A Suprema Corte, por estreita maioria, julgou improcedente a ação. A decisão gerou grande repercussão em setores da sociedade brasileira, que se dividiu entre aqueles favoráveis ao ensino religioso confessional – considerando que o Brasil é uma sociedade fortemente religiosa e que, portanto, deve considerar o fato religioso como elemento cultural próprio (VALENTE, 2018) – e aqueles que consideram esta possibilidade um meio de favorecimento à religião católica, historicamente hegemônica nas sociedades latino-americanas, em detrimento de pressupostos da laicidade: a neutralidade estatal perante as religiões e a garantia de liberdade religiosa aos cidadãos (DOMINGOS, 2009). Ademais, a posição ocupada pelo STF – assemelhada à de um ator político – é algo que se destaca neste contexto. O debate em questão se mostra relevante à medida que temas religiosos têm o poder de atingir a todos os cidadãos – crentes ou não. Observar, portanto, quais limites devem ser estabelecidos nas relações entre Estado e religião é uma maneira de contribuir para o fortalecimento de uma sociedade tolerante, diversa e de um Estado efetivamente laico.
Com o propósito de aferir se a decisão do STF na ADI 4439 se coaduna com as premissas da laicidade estatal, esta pesquisa tem perseguido, por meio do método hipotético-dedutivo, os seguintes objetivos: primeiramente, contextualizar a noção de laicidade e, especialmente, sua aplicação na trajetória constitucional brasileira; em seguida, examinar a questão do ensino religioso no contexto da educação pública – no Brasil, na América Latina, e em outros países onde este debate permanece forte; por fim, analisar propriamente a ADI 4439, examinando os votos proferidos pelos Ministros do STF, bem como o papel de agente político exercido pela corte constitucional brasileira.

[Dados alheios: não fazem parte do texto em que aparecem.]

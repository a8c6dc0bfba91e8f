//! Result index: display ordering and stable anchors for derived results.
//!
//! [`ResultIndex::build`] partitions results into *unlocated* and *located*, sorts the located
//! ones by position and creates one [`Anchor`] per located result by walking each file's text
//! once. Results are presented in display order `unlocated ++ located`.
//!
//! Located results are grouped per file (in order of each file's first appearance among the
//! producer's results) and stable-sorted by `(line, column)` inside a group. Anchors are created
//! when the index is built and never re-created; afterwards they only move with buffer edits.

use crate::buffer::{Anchor, AnchoredText, DocumentSource, FileRef, has_newline_between};
use crate::result::{DerivedResult, ResultLabels, Severity};
use serde::{Deserialize, Serialize};
use std::collections::HashMap;
use std::ops::Range;

/// What to do with a located result whose line is past the end of its buffer.
#[derive(Debug, Clone, Copy, PartialEq, Eq, Default, Serialize, Deserialize)]
#[serde(rename_all = "lowercase")]
pub enum LinePolicy {
    /// The result gets no anchor; it stays in display order but is never found by position.
    #[default]
    Drop,
    /// The result is anchored at the end of the buffer.
    #[serde(rename = "clamp")]
    ClampToEnd,
}

/// Options for [`ResultIndex::build_with_options`].
#[derive(Debug, Clone, Copy, PartialEq, Eq, Default)]
pub struct IndexOptions {
    /// Policy for lines past the end of the buffer.
    pub line_policy: LinePolicy,
}

#[derive(Debug, Clone)]
struct FileGroup {
    file: FileRef,
    /// Range into `located` / `anchors`.
    located: Range<usize>,
}

/// Ordered, anchored view of a result set.
#[derive(Debug, Clone, Default)]
pub struct ResultIndex {
    unlocated: Vec<DerivedResult>,
    located: Vec<DerivedResult>,
    /// Parallel to `located`.
    anchors: Vec<Option<Anchor>>,
    groups: Vec<FileGroup>,
    options: IndexOptions,
}

impl ResultIndex {
    /// An index with no results.
    pub fn empty() -> Self {
        Self::default()
    }

    /// Build an index with default options.
    pub fn build<S>(results: impl IntoIterator<Item = DerivedResult>, docs: &S) -> Self
    where
        S: DocumentSource + ?Sized,
    {
        Self::build_with_options(results, docs, IndexOptions::default())
    }

    /// Build an index.
    ///
    /// Never fails: results whose file is not open, whose buffer cannot be read, or whose line is
    /// past the end of the buffer (under [`LinePolicy::Drop`]) are kept without an anchor.
    pub fn build_with_options<S>(
        results: impl IntoIterator<Item = DerivedResult>,
        docs: &S,
        options: IndexOptions,
    ) -> Self
    where
        S: DocumentSource + ?Sized,
    {
        let mut unlocated = Vec::new();
        let mut located = Vec::new();
        for result in results {
            if result.is_located() {
                located.push(result);
            } else {
                unlocated.push(result);
            }
        }

        let mut file_rank: HashMap<FileRef, usize> = HashMap::new();
        for result in &located {
            if let Some(file) = &result.file {
                let next = file_rank.len();
                file_rank.entry(file.clone()).or_insert(next);
            }
        }
        // `sort_by_key` is stable: equal positions keep producer order.
        located.sort_by_key(|r| {
            let rank = r.file.as_ref().and_then(|f| file_rank.get(f)).copied();
            (rank, r.position())
        });

        let mut groups: Vec<FileGroup> = Vec::new();
        for (idx, result) in located.iter().enumerate() {
            let Some(file) = &result.file else { continue };
            match groups.last_mut() {
                Some(group) if &group.file == file => group.located.end = idx + 1,
                _ => groups.push(FileGroup {
                    file: file.clone(),
                    located: idx..idx + 1,
                }),
            }
        }

        let mut anchors: Vec<Option<Anchor>> = Vec::with_capacity(located.len());
        for group in &groups {
            let results = &located[group.located.clone()];
            match docs.document(&group.file) {
                Some(doc) => anchors.extend(anchor_group(doc, results, options.line_policy)),
                None => {
                    log::debug!(
                        "no open buffer for {}; {} result(s) left unanchored",
                        group.file,
                        results.len()
                    );
                    anchors.extend(std::iter::repeat_n(None, results.len()));
                }
            }
        }

        Self {
            unlocated,
            located,
            anchors,
            groups,
            options,
        }
    }

    /// Anchor the still-unanchored results of `doc`'s file, e.g. after that file was opened.
    ///
    /// Existing anchors are kept as they are. Returns the number of anchors created.
    pub fn anchor_document(&mut self, doc: &dyn AnchoredText) -> usize {
        let Some(file) = doc.file() else { return 0 };
        let Some(range) = self
            .groups
            .iter()
            .find(|g| &g.file == file)
            .map(|g| g.located.clone())
        else {
            return 0;
        };
        if self.anchors[range.clone()].iter().all(Option::is_some) {
            return 0;
        }

        let fresh = anchor_group(doc, &self.located[range.clone()], self.options.line_policy);
        let mut created = 0;
        for (slot, anchor) in self.anchors[range].iter_mut().zip(fresh) {
            if slot.is_none() && anchor.is_some() {
                *slot = anchor;
                created += 1;
            }
        }
        log::debug!("anchored {created} late result(s) in {file}");
        created
    }

    /// Total number of results.
    pub fn len(&self) -> usize {
        self.unlocated.len() + self.located.len()
    }

    /// Returns `true` if the index has no results.
    pub fn is_empty(&self) -> bool {
        self.len() == 0
    }

    /// Unlocated results, in producer order.
    pub fn unlocated(&self) -> &[DerivedResult] {
        &self.unlocated
    }

    /// Located results, in position order.
    pub fn located(&self) -> &[DerivedResult] {
        &self.located
    }

    /// Result at `display_index` (`unlocated ++ located`).
    pub fn get(&self, display_index: usize) -> Option<&DerivedResult> {
        match self.display_to_located(display_index) {
            Some(located) => self.located.get(located),
            None => self.unlocated.get(display_index),
        }
    }

    /// Results in display order.
    pub fn iter(&self) -> impl Iterator<Item = &DerivedResult> {
        self.unlocated.iter().chain(self.located.iter())
    }

    /// Display index of the located result at `located_index`.
    pub fn located_display_index(&self, located_index: usize) -> usize {
        self.unlocated.len() + located_index
    }

    /// Located index for `display_index`, if it refers to a located result.
    pub fn display_to_located(&self, display_index: usize) -> Option<usize> {
        display_index
            .checked_sub(self.unlocated.len())
            .filter(|located| *located < self.located.len())
    }

    /// Anchor of the result at `display_index`, if it has one.
    pub fn anchor(&self, display_index: usize) -> Option<&Anchor> {
        let located = self.display_to_located(display_index)?;
        self.located_anchor(located)
    }

    /// Anchor of the located result at `located_index`, if it has one.
    pub fn located_anchor(&self, located_index: usize) -> Option<&Anchor> {
        self.anchors.get(located_index)?.as_ref()
    }

    /// The first anchored result after `located_index` in the same file.
    pub fn next_anchor_in_file(&self, located_index: usize) -> Option<&Anchor> {
        let group = self.group_of(located_index)?;
        self.anchors[located_index + 1..group.located.end]
            .iter()
            .flatten()
            .next()
    }

    /// Find the located result on the same line as `caret` in `doc`.
    ///
    /// Prefers the result whose anchor is the greatest offset `<= caret` with no newline between
    /// the anchor and the caret; otherwise the least anchor offset `>= caret` under the same
    /// condition. Ties on the same offset resolve to the earlier result. Returns a located index.
    pub fn find_enclosing(&self, doc: &dyn AnchoredText, caret: usize) -> Option<usize> {
        let file = doc.file()?;
        let group = self.groups.iter().find(|g| &g.file == file)?;

        let mut before: Option<(usize, usize)> = None;
        let mut after: Option<(usize, usize)> = None;
        for idx in group.located.clone() {
            let Some(anchor) = &self.anchors[idx] else {
                continue;
            };
            if anchor.buffer() != doc.id() {
                continue;
            }
            let offset = anchor.offset();
            if offset <= caret && before.is_none_or(|(_, best)| offset > best) {
                before = Some((idx, offset));
            }
            if offset >= caret && after.is_none_or(|(_, best)| offset < best) {
                after = Some((idx, offset));
            }
        }
        if before.is_none() && after.is_none() {
            return None;
        }

        let text = match doc.text() {
            Ok(text) => text,
            Err(err) => {
                log::debug!("enclosing lookup skipped: {err}");
                return None;
            }
        };

        [before, after]
            .into_iter()
            .flatten()
            .find(|(_, offset)| !has_newline_between(&text, *offset, caret))
            .map(|(idx, _)| idx)
    }

    /// Display index of the result enclosing `caret` (see [`ResultIndex::find_enclosing`]).
    pub fn enclosing_display_index(&self, doc: &dyn AnchoredText, caret: usize) -> Option<usize> {
        self.find_enclosing(doc, caret)
            .map(|located| self.located_display_index(located))
    }

    /// Number of results with the given severity.
    pub fn count(&self, severity: Severity) -> usize {
        self.iter().filter(|r| r.severity == severity).count()
    }

    /// Number of error results.
    pub fn error_count(&self) -> usize {
        self.count(Severity::Error)
    }

    /// Number of warning results.
    pub fn warning_count(&self) -> usize {
        self.count(Severity::Warning)
    }

    /// Number of informational results.
    pub fn info_count(&self) -> usize {
        self.count(Severity::Info)
    }

    /// Returns `true` if every result is a warning (and there is at least one).
    pub fn has_only_warnings(&self) -> bool {
        !self.is_empty() && self.warning_count() == self.len()
    }

    /// Header for the results list (e.g. `"2 errors found:"`).
    pub fn header_text(&self, labels: &ResultLabels) -> String {
        labels.header(self.error_count(), self.warning_count(), self.info_count())
    }

    fn group_of(&self, located_index: usize) -> Option<&FileGroup> {
        self.groups
            .iter()
            .find(|g| g.located.contains(&located_index))
    }
}

/// Anchor every result of one file (sorted by position) with a single walk over its text.
fn anchor_group(
    doc: &dyn AnchoredText,
    results: &[DerivedResult],
    policy: LinePolicy,
) -> Vec<Option<Anchor>> {
    let text = match doc.text() {
        Ok(text) => text,
        Err(err) => {
            log::warn!("cannot read buffer {:?}, results left unanchored: {err}", doc.id());
            return vec![None; results.len()];
        }
    };
    let char_count = doc.char_count();

    let mut chars = text.chars();
    let mut offset = 0usize;
    let mut current_line = 0usize;
    let mut line_start = 0usize;

    let mut anchors = Vec::with_capacity(results.len());
    for result in results {
        let Some((line, column)) = result.position() else {
            anchors.push(None);
            continue;
        };

        while current_line < line {
            match chars.next() {
                Some('\n') => {
                    offset += 1;
                    current_line += 1;
                    line_start = offset;
                }
                Some(_) => offset += 1,
                None => break,
            }
        }

        let target = if current_line == line {
            line_start.saturating_add(column)
        } else {
            match policy {
                LinePolicy::Drop => {
                    log::debug!(
                        "line {line} is past the end of {:?} ({} lines); no anchor",
                        doc.id(),
                        current_line + 1
                    );
                    anchors.push(None);
                    continue;
                }
                LinePolicy::ClampToEnd => char_count,
            }
        };

        match doc.create_anchor(target.min(char_count)) {
            Ok(anchor) => anchors.push(Some(anchor)),
            Err(err) => {
                log::debug!("cannot anchor result at line {line}: {err}");
                anchors.push(None);
            }
        }
    }
    anchors
}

Até o presente momento, foram alcançados resultados, de caráter ainda provisório. A partir das fontes já estudadas, nota-se que o entendimento majoritário do STF alicerçou-se em uma compreensão relativizada de laicidade – embora seu conceito não possua uma definição ímpar –, característica de uma sociedade culturalmente não secularizada como a brasileira (ORO, 2011). Em contraponto, ao se pensar no cotidiano das escolas públicas do Brasil, não se demonstra praticável que representantes das múltiplas religiões praticadas no país estejam presentes nas salas de aula. Tal situação indica possível favorecimento às religiões hegemônicas, que historicamente têm estado próximas às estruturas de poder; e até mesmo inobservância à garantia de liberdade religiosa dos estudantes, em face da impossibilidade das escolas lhes proporcionar alternativas curriculares ao estudo religioso. Neste contexto, acabar-se-ia por perder também a isonomia que o Estado deve manter diante das diferentes religiões na arena pública.